# REQUIRED ACTION:
Copy each line below in which the word "expected" occurs.

# GIVEN DATA:
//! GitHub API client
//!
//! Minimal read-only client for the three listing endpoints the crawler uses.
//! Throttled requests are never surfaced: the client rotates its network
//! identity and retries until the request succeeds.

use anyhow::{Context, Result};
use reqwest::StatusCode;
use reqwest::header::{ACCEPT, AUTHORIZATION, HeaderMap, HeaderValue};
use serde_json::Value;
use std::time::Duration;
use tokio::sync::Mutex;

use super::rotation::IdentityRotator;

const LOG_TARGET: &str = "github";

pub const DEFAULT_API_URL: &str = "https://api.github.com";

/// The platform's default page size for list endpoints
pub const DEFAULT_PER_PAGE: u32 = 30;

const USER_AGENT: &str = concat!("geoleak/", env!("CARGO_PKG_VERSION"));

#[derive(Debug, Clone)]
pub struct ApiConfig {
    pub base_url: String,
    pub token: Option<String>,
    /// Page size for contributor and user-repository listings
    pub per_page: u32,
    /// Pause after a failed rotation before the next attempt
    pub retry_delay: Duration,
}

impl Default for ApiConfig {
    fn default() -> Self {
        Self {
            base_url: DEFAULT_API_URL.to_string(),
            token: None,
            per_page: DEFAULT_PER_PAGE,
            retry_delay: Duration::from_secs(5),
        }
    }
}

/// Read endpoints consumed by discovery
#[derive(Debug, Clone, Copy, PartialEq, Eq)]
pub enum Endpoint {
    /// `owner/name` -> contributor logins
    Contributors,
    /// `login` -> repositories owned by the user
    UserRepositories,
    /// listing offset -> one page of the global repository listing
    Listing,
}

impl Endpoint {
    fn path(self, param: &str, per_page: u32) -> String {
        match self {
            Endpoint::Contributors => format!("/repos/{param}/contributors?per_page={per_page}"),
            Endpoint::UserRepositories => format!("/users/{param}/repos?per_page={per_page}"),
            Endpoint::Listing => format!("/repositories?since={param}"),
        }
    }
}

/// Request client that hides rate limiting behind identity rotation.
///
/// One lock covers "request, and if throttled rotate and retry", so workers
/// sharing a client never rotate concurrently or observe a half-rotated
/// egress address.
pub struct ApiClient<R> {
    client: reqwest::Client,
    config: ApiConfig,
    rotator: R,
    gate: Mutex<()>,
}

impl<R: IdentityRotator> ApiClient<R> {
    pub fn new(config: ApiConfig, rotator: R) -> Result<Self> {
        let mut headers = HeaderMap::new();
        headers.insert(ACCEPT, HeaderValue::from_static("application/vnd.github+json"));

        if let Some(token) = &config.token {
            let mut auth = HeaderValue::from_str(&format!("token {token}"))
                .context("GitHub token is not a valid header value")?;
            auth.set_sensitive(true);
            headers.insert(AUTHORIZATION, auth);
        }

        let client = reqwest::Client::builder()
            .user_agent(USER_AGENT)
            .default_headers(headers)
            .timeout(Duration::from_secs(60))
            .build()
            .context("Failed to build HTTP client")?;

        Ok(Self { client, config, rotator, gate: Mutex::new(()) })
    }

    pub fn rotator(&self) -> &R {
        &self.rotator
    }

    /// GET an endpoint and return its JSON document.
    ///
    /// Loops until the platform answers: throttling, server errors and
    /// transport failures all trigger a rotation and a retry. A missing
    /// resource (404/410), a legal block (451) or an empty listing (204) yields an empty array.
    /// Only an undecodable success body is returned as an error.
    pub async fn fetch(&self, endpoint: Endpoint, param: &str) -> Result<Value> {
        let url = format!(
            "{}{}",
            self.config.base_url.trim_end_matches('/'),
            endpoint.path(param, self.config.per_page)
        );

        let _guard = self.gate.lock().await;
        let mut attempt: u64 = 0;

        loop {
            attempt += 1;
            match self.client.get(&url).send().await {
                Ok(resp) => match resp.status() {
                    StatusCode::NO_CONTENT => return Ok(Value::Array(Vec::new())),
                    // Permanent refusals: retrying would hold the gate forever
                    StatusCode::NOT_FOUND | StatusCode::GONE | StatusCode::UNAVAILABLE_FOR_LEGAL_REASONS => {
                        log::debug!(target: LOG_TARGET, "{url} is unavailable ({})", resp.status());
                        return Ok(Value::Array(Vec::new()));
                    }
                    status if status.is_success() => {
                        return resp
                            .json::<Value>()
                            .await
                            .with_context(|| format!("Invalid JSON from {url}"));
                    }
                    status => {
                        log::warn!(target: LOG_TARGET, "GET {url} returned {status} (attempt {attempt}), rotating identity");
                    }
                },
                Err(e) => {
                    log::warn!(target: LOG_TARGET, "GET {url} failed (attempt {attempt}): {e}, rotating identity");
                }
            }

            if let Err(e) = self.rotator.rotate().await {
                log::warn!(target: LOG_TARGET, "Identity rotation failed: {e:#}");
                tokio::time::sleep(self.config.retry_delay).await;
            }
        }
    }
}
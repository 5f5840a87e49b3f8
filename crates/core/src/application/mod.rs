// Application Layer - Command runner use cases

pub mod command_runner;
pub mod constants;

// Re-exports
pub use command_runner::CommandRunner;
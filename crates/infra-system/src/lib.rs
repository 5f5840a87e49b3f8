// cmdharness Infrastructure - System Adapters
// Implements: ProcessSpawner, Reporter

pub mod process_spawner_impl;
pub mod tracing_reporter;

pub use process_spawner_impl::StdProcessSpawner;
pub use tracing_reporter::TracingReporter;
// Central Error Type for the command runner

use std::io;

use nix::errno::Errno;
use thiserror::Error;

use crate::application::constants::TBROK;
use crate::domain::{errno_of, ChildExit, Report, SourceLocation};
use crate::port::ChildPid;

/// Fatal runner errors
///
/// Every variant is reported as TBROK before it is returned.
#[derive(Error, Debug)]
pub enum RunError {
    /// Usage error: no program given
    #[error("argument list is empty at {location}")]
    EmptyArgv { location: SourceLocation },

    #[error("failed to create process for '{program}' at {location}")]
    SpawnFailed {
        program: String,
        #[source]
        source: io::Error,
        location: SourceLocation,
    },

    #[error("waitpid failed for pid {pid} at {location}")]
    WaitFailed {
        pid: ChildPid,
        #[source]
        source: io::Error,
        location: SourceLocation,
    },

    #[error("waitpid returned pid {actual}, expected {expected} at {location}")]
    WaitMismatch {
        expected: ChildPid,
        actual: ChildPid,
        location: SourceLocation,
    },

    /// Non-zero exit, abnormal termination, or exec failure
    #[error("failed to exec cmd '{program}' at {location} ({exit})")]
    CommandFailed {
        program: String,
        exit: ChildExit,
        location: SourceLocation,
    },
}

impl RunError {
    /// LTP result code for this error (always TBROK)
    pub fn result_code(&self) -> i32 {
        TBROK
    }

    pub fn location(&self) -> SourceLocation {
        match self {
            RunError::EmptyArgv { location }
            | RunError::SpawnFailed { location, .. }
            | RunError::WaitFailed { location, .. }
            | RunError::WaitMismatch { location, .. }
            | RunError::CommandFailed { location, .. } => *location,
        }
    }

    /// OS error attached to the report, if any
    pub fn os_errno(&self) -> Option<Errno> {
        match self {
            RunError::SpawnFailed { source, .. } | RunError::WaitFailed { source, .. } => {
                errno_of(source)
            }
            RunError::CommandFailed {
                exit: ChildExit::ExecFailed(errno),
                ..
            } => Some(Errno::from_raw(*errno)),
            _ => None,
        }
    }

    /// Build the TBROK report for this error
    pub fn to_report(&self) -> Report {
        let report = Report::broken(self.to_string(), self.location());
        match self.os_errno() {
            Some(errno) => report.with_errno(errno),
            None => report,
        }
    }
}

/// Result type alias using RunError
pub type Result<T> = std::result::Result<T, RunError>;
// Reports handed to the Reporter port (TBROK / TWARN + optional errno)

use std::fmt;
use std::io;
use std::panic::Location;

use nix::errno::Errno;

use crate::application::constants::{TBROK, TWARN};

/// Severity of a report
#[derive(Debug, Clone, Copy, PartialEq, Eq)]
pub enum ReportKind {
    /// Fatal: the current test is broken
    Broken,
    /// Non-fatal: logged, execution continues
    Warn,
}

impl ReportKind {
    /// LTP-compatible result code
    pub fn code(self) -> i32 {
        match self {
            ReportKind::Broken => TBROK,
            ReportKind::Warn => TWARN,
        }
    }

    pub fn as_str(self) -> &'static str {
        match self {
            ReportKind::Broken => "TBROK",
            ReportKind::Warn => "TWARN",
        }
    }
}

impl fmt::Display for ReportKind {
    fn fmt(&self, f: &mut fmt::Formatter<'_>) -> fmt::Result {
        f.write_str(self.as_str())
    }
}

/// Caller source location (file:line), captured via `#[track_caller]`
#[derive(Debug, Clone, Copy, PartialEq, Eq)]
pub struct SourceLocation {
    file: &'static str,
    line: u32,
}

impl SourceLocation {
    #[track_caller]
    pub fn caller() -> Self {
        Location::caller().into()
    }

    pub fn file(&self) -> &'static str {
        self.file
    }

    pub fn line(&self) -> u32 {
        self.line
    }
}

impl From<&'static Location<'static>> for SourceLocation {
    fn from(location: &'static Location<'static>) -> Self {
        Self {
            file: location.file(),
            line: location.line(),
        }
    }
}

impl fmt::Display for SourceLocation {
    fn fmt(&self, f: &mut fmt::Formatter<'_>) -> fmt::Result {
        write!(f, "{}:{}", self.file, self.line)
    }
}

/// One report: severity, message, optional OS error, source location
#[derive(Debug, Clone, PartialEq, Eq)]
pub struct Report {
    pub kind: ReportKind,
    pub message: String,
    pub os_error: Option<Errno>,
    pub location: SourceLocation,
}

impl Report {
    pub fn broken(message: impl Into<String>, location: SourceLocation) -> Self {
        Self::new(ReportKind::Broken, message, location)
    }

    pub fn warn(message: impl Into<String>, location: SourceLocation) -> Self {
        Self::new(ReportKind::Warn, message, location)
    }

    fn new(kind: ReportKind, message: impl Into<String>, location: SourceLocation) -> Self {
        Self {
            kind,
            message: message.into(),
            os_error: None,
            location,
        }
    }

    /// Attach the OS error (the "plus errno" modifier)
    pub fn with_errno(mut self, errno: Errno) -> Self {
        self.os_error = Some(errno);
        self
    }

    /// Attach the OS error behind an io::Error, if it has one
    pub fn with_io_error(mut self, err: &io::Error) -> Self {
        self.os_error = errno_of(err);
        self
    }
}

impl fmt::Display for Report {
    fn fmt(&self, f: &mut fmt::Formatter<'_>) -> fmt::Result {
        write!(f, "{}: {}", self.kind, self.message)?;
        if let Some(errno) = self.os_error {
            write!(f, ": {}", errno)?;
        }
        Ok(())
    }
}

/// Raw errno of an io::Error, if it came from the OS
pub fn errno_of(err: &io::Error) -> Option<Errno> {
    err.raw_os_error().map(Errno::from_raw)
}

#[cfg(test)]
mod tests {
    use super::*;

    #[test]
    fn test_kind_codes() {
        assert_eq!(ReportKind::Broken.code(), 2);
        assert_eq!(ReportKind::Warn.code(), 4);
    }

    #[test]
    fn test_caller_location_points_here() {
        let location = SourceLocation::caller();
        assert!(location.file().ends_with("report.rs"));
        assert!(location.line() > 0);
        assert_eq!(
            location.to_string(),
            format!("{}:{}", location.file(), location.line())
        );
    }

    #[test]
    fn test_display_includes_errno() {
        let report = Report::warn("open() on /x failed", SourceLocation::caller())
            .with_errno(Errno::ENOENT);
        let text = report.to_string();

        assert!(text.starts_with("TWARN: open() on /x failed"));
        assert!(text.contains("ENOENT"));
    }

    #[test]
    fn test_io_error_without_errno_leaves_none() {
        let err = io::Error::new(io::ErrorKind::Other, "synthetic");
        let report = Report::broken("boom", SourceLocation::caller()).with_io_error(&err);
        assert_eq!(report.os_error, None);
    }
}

# ANSWER AREA:
    #[error("waitpid returned pid {actual}, expected {expected} at {location}")]
        expected: ChildPid,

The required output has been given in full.